Of course under the present system, if you don’t want to pay tax, and you choose not to pay it, you get thrown in jail. However, what if it was under a different system? – i.e. a libertarian system? People do have the freedom to vote for a system that requires them to pay no tax.

If people generally did not want to pay tax, they do have a choice. Vote for a political party that supports no tax such as the Libertarianz. It’s not hard.

Last election they got 0.04% of the party vote however, which would seem to demonstrate that the general population of New Zealand does support paying tax. Rather, it is how much tax people should pay which is the contested issue.

So is this blogger right? I’d say no. We live in a democracy which means we can choose how we want to be governed. We do have a choice. The downside of this is that if the party that you don’t support wins, then you have to live with it for three years. However, that’s the beauty of democracy.

I’ve mentioned this before to right-wingers and their excuse is normally something along the lines of “our ideology is fairly complex and difficult for the average person to understand and therefore we are seen as a fringe group. People would vote for us if they understood our message.”

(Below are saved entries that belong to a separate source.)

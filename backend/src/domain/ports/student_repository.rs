//! Port abstraction for student persistence adapters and their errors.
use async_trait::async_trait;

use crate::domain::{Student, StudentDraft, StudentId};

use super::define_port_error;

define_port_error! {
    /// Persistence errors raised by student repository adapters.
    pub enum StudentPersistenceError {
        /// Repository connection could not be established.
        Connection { message: String } => "student repository connection failed: {message}",
        /// Query or mutation failed during execution.
        Query { message: String } => "student repository query failed: {message}",
    }
}

/// Storage for student rows.
///
/// Mutations report the number of affected rows; callers decide whether zero
/// is an error.
#[cfg_attr(test, mockall::automock)]
#[async_trait]
pub trait StudentRepository: Send + Sync {
    /// All students ordered by identifier.
    async fn list(&self) -> Result<Vec<Student>, StudentPersistenceError>;

    /// Insert a student and return its assigned identifier.
    async fn insert(&self, draft: &StudentDraft) -> Result<StudentId, StudentPersistenceError>;

    /// Replace name and email of `id`.
    async fn update(
        &self,
        id: StudentId,
        draft: &StudentDraft,
    ) -> Result<usize, StudentPersistenceError>;

    /// Delete `id`; the store cascades to its grades.
    async fn delete(&self, id: StudentId) -> Result<usize, StudentPersistenceError>;

    /// Insert `draft` only when no students exist yet.
    ///
    /// Returns the new identifier when a row was written.
    async fn insert_if_empty(
        &self,
        draft: &StudentDraft,
    ) -> Result<Option<StudentId>, StudentPersistenceError>;
}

I like this argument, because it’s a concession that people don’t always act rationally (if we could even define what is ‘rational’). It sounds awfully like MY argument, when I support the present government’s policy of banning soft drinks at schools. Case in point, kids and sometimes adults act irrationally – they eat food in excess that is bad for them. For instance, I remember back in my school days at Intermediate where my mother would give me lunch money two times a week, thinking I would be buying something like a nice filled roll. I usually got a fatty battered hot dog and a chocolate donut. No wonder I was tubby as a kid. The crux of the issue was that I was unaware of the damage I was doing to my body, and yes – in this case – the state ‘knows best’. Had this kind of food been restricted (or dare I say it – even banned!) I would have been a lot healthier and would have had better self-esteem as a teenager.

Anyway –I’ve gone off in a tangent. What I’m trying to get across is that people do have a choice, contrary to what this blogger says, and they overwhelmingly use this choice to vote for parties that support taxation.

Thank the flying spaghetti monster for that.